Sean tilted his head at Travis, squinting.
“Did you happen to get any?” he said. “Antibiotics, I mean?”
“Me? Nah.”
The squint intensified for a second and let up. Sean looked out toward the street.
“Damn raiders. They’ll tear you a new one,” he said. He said that a lot. He seemed to either not quite grasp the meaning of this idiom or love it so much that he tried to shoehorn it into every vaguely applicable situation. Travis found both possibilities equally amusing.
He took a drink and Sean followed suit, both lifting jars to their faces, tipping them. They drank sun tea. Lukewarm.
It was a booze day, but Travis didn’t want to drink in front of his uninvited guest, didn’t want to tip off the mountain of booze and pills and cigarettes he was sitting on.

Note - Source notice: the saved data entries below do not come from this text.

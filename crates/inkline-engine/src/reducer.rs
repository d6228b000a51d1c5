use inkline_editor::{EditorEvent, TriggerKind};

/// Per-session trigger state. At most one non-terminal request exists per
/// session; starting a new cycle always cancels the previous one first.
#[derive(Debug, Clone, Copy, PartialEq, Eq, Default)]
pub enum Phase {
    #[default]
    Idle,
    Debouncing,
    Requesting,
    Rendering,
}

/// Side effects the coordinator applies after a state transition, in
/// order.
#[derive(Debug, Clone, Copy, PartialEq, Eq)]
pub enum Effect {
    /// Cancel the in-flight request's scope.
    CancelCurrent,
    /// Clear the session's overlay and close out its lifecycle.
    ClearOverlay,
    /// Start a new debounced cycle.
    BeginCycle(TriggerKind),
}

/// Pure event reducer for the trigger state machine. The coordinator owns
/// the actual cancellation, overlay and scheduling; this function only
/// decides what happens, which keeps supersede logic testable without a
/// live editor.
pub fn reduce(phase: Phase, event: &EditorEvent) -> (Phase, Vec<Effect>) {
    match event {
        EditorEvent::CaretMoved { .. }
        | EditorEvent::SelectionChanged { .. }
        | EditorEvent::BufferEdited { .. } => begin(phase, TriggerKind::Automatic),
        EditorEvent::CompletionInvoked { .. } => begin(phase, TriggerKind::Invoke),
        EditorEvent::FocusChanged { focused: false, .. } => {
            let mut effects = Vec::new();
            if phase != Phase::Idle {
                effects.push(Effect::CancelCurrent);
            }
            if phase == Phase::Rendering {
                effects.push(Effect::ClearOverlay);
            }
            (Phase::Idle, effects)
        }
        EditorEvent::FocusChanged { focused: true, .. } => (phase, Vec::new()),
    }
}

fn begin(phase: Phase, kind: TriggerKind) -> (Phase, Vec<Effect>) {
    let mut effects = Vec::new();
    if phase != Phase::Idle {
        effects.push(Effect::CancelCurrent);
    }
    if phase == Phase::Rendering {
        effects.push(Effect::ClearOverlay);
    }
    effects.push(Effect::BeginCycle(kind));
    (Phase::Debouncing, effects)
}

#[cfg(test)]
mod tests {
    use super::*;

    fn caret(offset: usize) -> EditorEvent {
        EditorEvent::CaretMoved {
            session_id: "s1".to_string(),
            offset,
        }
    }

    #[test]
    fn test_idle_event_starts_cycle() {
        let (phase, effects) = reduce(Phase::Idle, &caret(5));
        assert_eq!(phase, Phase::Debouncing);
        assert_eq!(effects, vec![Effect::BeginCycle(TriggerKind::Automatic)]);
    }

    #[test]
    fn test_supersede_cancels_previous() {
        for from in [Phase::Debouncing, Phase::Requesting] {
            let (phase, effects) = reduce(from, &caret(5));
            assert_eq!(phase, Phase::Debouncing);
            assert_eq!(
                effects,
                vec![
                    Effect::CancelCurrent,
                    Effect::BeginCycle(TriggerKind::Automatic)
                ]
            );
        }
    }

    #[test]
    fn test_supersede_while_rendering_clears_overlay_first() {
        let (phase, effects) = reduce(Phase::Rendering, &caret(5));
        assert_eq!(phase, Phase::Debouncing);
        assert_eq!(
            effects,
            vec![
                Effect::CancelCurrent,
                Effect::ClearOverlay,
                Effect::BeginCycle(TriggerKind::Automatic)
            ]
        );
    }

    #[test]
    fn test_invoke_carries_trigger_kind() {
        let event = EditorEvent::CompletionInvoked {
            session_id: "s1".to_string(),
            offset: 3,
        };
        let (_, effects) = reduce(Phase::Idle, &event);
        assert_eq!(effects, vec![Effect::BeginCycle(TriggerKind::Invoke)]);
    }

    #[test]
    fn test_focus_lost_goes_idle() {
        let event = EditorEvent::FocusChanged {
            session_id: "s1".to_string(),
            focused: false,
        };
        let (phase, effects) = reduce(Phase::Rendering, &event);
        assert_eq!(phase, Phase::Idle);
        assert_eq!(effects, vec![Effect::CancelCurrent, Effect::ClearOverlay]);

        let (phase, effects) = reduce(Phase::Idle, &event);
        assert_eq!(phase, Phase::Idle);
        assert!(effects.is_empty());
    }

    #[test]
    fn test_focus_gained_is_a_no_op() {
        let event = EditorEvent::FocusChanged {
            session_id: "s1".to_string(),
            focused: true,
        };
        let (phase, effects) = reduce(Phase::Requesting, &event);
        assert_eq!(phase, Phase::Requesting);
        assert!(effects.is_empty());
    }
}
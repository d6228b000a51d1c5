pub mod cancel;
pub mod config;
pub mod error;

pub use cancel::CancellationScope;
pub use error::CompletionError;
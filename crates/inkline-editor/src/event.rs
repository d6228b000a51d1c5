/// Events fed from the host editor's subscription feed.
/// Offsets are byte offsets into the session buffer at event time.
#[derive(Debug, Clone, PartialEq, Eq)]
pub enum EditorEvent {
    CaretMoved {
        session_id: String,
        offset: usize,
    },
    SelectionChanged {
        session_id: String,
        offset: usize,
    },
    BufferEdited {
        session_id: String,
        offset: usize,
    },
    FocusChanged {
        session_id: String,
        focused: bool,
    },
    /// Explicit user command ("trigger completion now").
    CompletionInvoked {
        session_id: String,
        offset: usize,
    },
}

impl EditorEvent {
    pub fn session_id(&self) -> &str {
        match self {
            EditorEvent::CaretMoved { session_id, .. }
            | EditorEvent::SelectionChanged { session_id, .. }
            | EditorEvent::BufferEdited { session_id, .. }
            | EditorEvent::FocusChanged { session_id, .. }
            | EditorEvent::CompletionInvoked { session_id, .. } => session_id,
        }
    }

    /// Cursor offset carried by the event, if it has one.
    pub fn offset(&self) -> Option<usize> {
        match self {
            EditorEvent::CaretMoved { offset, .. }
            | EditorEvent::SelectionChanged { offset, .. }
            | EditorEvent::BufferEdited { offset, .. }
            | EditorEvent::CompletionInvoked { offset, .. } => Some(*offset),
            EditorEvent::FocusChanged { .. } => None,
        }
    }
}

#[cfg(test)]
mod tests {
    use super::*;

    #[test]
    fn test_session_id_accessor() {
        let e = EditorEvent::CaretMoved {
            session_id: "s1".to_string(),
            offset: 10,
        };
        assert_eq!(e.session_id(), "s1");
        assert_eq!(e.offset(), Some(10));
    }

    #[test]
    fn test_focus_event_has_no_offset() {
        let e = EditorEvent::FocusChanged {
            session_id: "s1".to_string(),
            focused: false,
        };
        assert_eq!(e.offset(), None);
    }
}
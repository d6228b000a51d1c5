use anyhow::Result;
use serde::Deserialize;
use std::path::PathBuf;

/// Returns the inkline base directory: `~/.inkline`, fallback `/tmp/inkline`.
pub fn inkline_dir() -> PathBuf {
    dirs::home_dir()
        .map(|h| h.join(".inkline"))
        .unwrap_or_else(|| PathBuf::from("/tmp/inkline"))
}

fn default_config_path() -> PathBuf {
    inkline_dir().join("completion.toml")
}

// ---------------------------------------------------------------------------
// Completion config
// ---------------------------------------------------------------------------

#[derive(Debug, Clone, Deserialize)]
pub struct CompletionConfig {
    #[serde(default = "default_enabled")]
    pub enabled: bool,
    /// Provider strategy name, e.g. "single-line" or "multi-line".
    #[serde(default = "default_strategy")]
    pub strategy: String,
    #[serde(default = "default_debounce_ms")]
    pub debounce_ms: u64,
    /// Parallel requests per cycle; first non-empty result wins.
    #[serde(default = "default_n")]
    pub default_n: usize,
    /// Upper bound on concurrent remote calls across all sessions.
    #[serde(default = "default_max_concurrent")]
    pub max_concurrent_requests: usize,
    #[serde(default)]
    pub endpoint: EndpointConfig,
    #[serde(default)]
    pub budget: BudgetConfig,
}

impl Default for CompletionConfig {
    fn default() -> Self {
        Self {
            enabled: default_enabled(),
            strategy: default_strategy(),
            debounce_ms: default_debounce_ms(),
            default_n: default_n(),
            max_concurrent_requests: default_max_concurrent(),
            endpoint: EndpointConfig::default(),
            budget: BudgetConfig::default(),
        }
    }
}

fn default_enabled() -> bool {
    true
}

fn default_strategy() -> String {
    "single-line".to_string()
}

fn default_debounce_ms() -> u64 {
    20
}

fn default_n() -> usize {
    2
}

fn default_max_concurrent() -> usize {
    2
}

#[derive(Debug, Clone, Deserialize)]
pub struct EndpointConfig {
    #[serde(default = "default_backend_type")]
    pub backend_type: String,
    #[serde(default = "default_model")]
    pub model: String,
    #[serde(default)]
    pub api_key: Option<String>,
    /// Shell command whose stdout is the API key. Takes precedence over
    /// `api_key` when both are set.
    #[serde(default)]
    pub api_key_cmd: Option<String>,
    #[serde(default)]
    pub base_url: Option<String>,
}

impl Default for EndpointConfig {
    fn default() -> Self {
        Self {
            backend_type: default_backend_type(),
            model: default_model(),
            api_key: None,
            api_key_cmd: None,
            base_url: None,
        }
    }
}

fn default_backend_type() -> String {
    "anthropic".to_string()
}

fn default_model() -> String {
    "claude-3-5-haiku-20241022".to_string()
}

/// Token budgets. Character allowances derive from these via
/// `CHARS_PER_TOKEN`.
#[derive(Debug, Clone, Deserialize)]
pub struct BudgetConfig {
    #[serde(default = "default_prefix_tokens")]
    pub prefix_tokens: usize,
    #[serde(default = "default_suffix_tokens")]
    pub suffix_tokens: usize,
    /// Total prompt allowance: prefix, suffix and reference snippets
    /// combined.
    #[serde(default = "default_prompt_tokens")]
    pub prompt_tokens: usize,
    #[serde(default = "default_response_tokens")]
    pub response_tokens: usize,
}

impl Default for BudgetConfig {
    fn default() -> Self {
        Self {
            prefix_tokens: default_prefix_tokens(),
            suffix_tokens: default_suffix_tokens(),
            prompt_tokens: default_prompt_tokens(),
            response_tokens: default_response_tokens(),
        }
    }
}

/// Rough chars-per-token estimate used to turn token budgets into
/// character budgets.
pub const CHARS_PER_TOKEN: usize = 4;

impl BudgetConfig {
    pub fn max_prefix_chars(&self) -> usize {
        self.prefix_tokens * CHARS_PER_TOKEN
    }

    pub fn max_suffix_chars(&self) -> usize {
        self.suffix_tokens * CHARS_PER_TOKEN
    }

    pub fn max_prompt_chars(&self) -> usize {
        self.prompt_tokens * CHARS_PER_TOKEN
    }
}

fn default_prefix_tokens() -> usize {
    256
}

fn default_suffix_tokens() -> usize {
    64
}

fn default_prompt_tokens() -> usize {
    640
}

fn default_response_tokens() -> usize {
    128
}

// ---------------------------------------------------------------------------
// Config source
// ---------------------------------------------------------------------------

/// Configuration is consulted at the start of every completion cycle and
/// never cached across cycles, so settings edits take effect on the next
/// keystroke.
pub trait ConfigSource: Send + Sync {
    fn load(&self) -> Result<CompletionConfig>;
}

/// Reads `completion.toml` on every load. Missing file means defaults.
pub struct FileConfigSource {
    path: PathBuf,
}

impl FileConfigSource {
    pub fn new() -> Self {
        let path = std::env::var("INKLINE_CONFIG")
            .map(PathBuf::from)
            .unwrap_or_else(|_| default_config_path());
        Self { path }
    }

    pub fn with_path(path: PathBuf) -> Self {
        Self { path }
    }
}

impl Default for FileConfigSource {
    fn default() -> Self {
        Self::new()
    }
}

impl ConfigSource for FileConfigSource {
    fn load(&self) -> Result<CompletionConfig> {
        if self.path.exists() {
            let contents = std::fs::read_to_string(&self.path)?;
            Ok(toml::from_str(&contents)?)
        } else {
            tracing::debug!("no config file at {}, using defaults", self.path.display());
            Ok(CompletionConfig::default())
        }
    }
}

He didn’t know if this was out of pure greed or a sense that something like that could come between them. There were no laws out here now. If you wanted something enough, you could take it or even kill for it without much chance of consequences. Travis had something he knew people would kill for. A lot of it. He doubted Sean would be the person to do so, but still...
“You think you’ll ever leave here?” Sean said.
“I don’t know. You?”
“Think I might have to eventually,” he said. “I’ve got enough to get through this fall and winter, but even if I got a kick ass garden going next spring, I don’t know if I could build up enough food for another Michigan winter, you know what I’m sayin’? I mean, sure we could go door to door to scavenge more canned goods, maybe even a lot, but a lot has been looted, and at some point those will run out, too. It just seems smart to go south sooner than later, you know?”
“Yeah, maybe. I guess I’m not worried about it yet.”
“Hell, you don’t worry about much, do you?”
Travis shrugged.
“That’s cool, though,” Sean said. “I wish I didn’t worry so much. You’d think keeping busy most of the day would prevent anxiety, but it sure doesn’t. I can tell you that.”
He wondered what Sean even did all day. Dudley Do-Right-ing must get exhausting, right?
Just leave so I can drink, dickface.
“Hey, though, here’s another reason to get out of here,” Sean said. “Girls. There are no girls here, man. Not one. The end of the world is a frickin’ sausage party, at least in this town.”
“That’s true.”
“I mean, we’ve got a lot on our plates at the moment, but that’s going to become a problem,” Sean said. “I haven’t gone this long without getting laid since middle school, man.”
Christ, what a douche, Travis thought. And a liar. Sean was one of those guys that had no idea how to talk to girls. He endlessly described things that happened in video games or professional wrestling matches to them. They might even be interested in him, but he’d squander it by being horribly, horribly dull or even outright annoying. There was no way he’d been with many girls.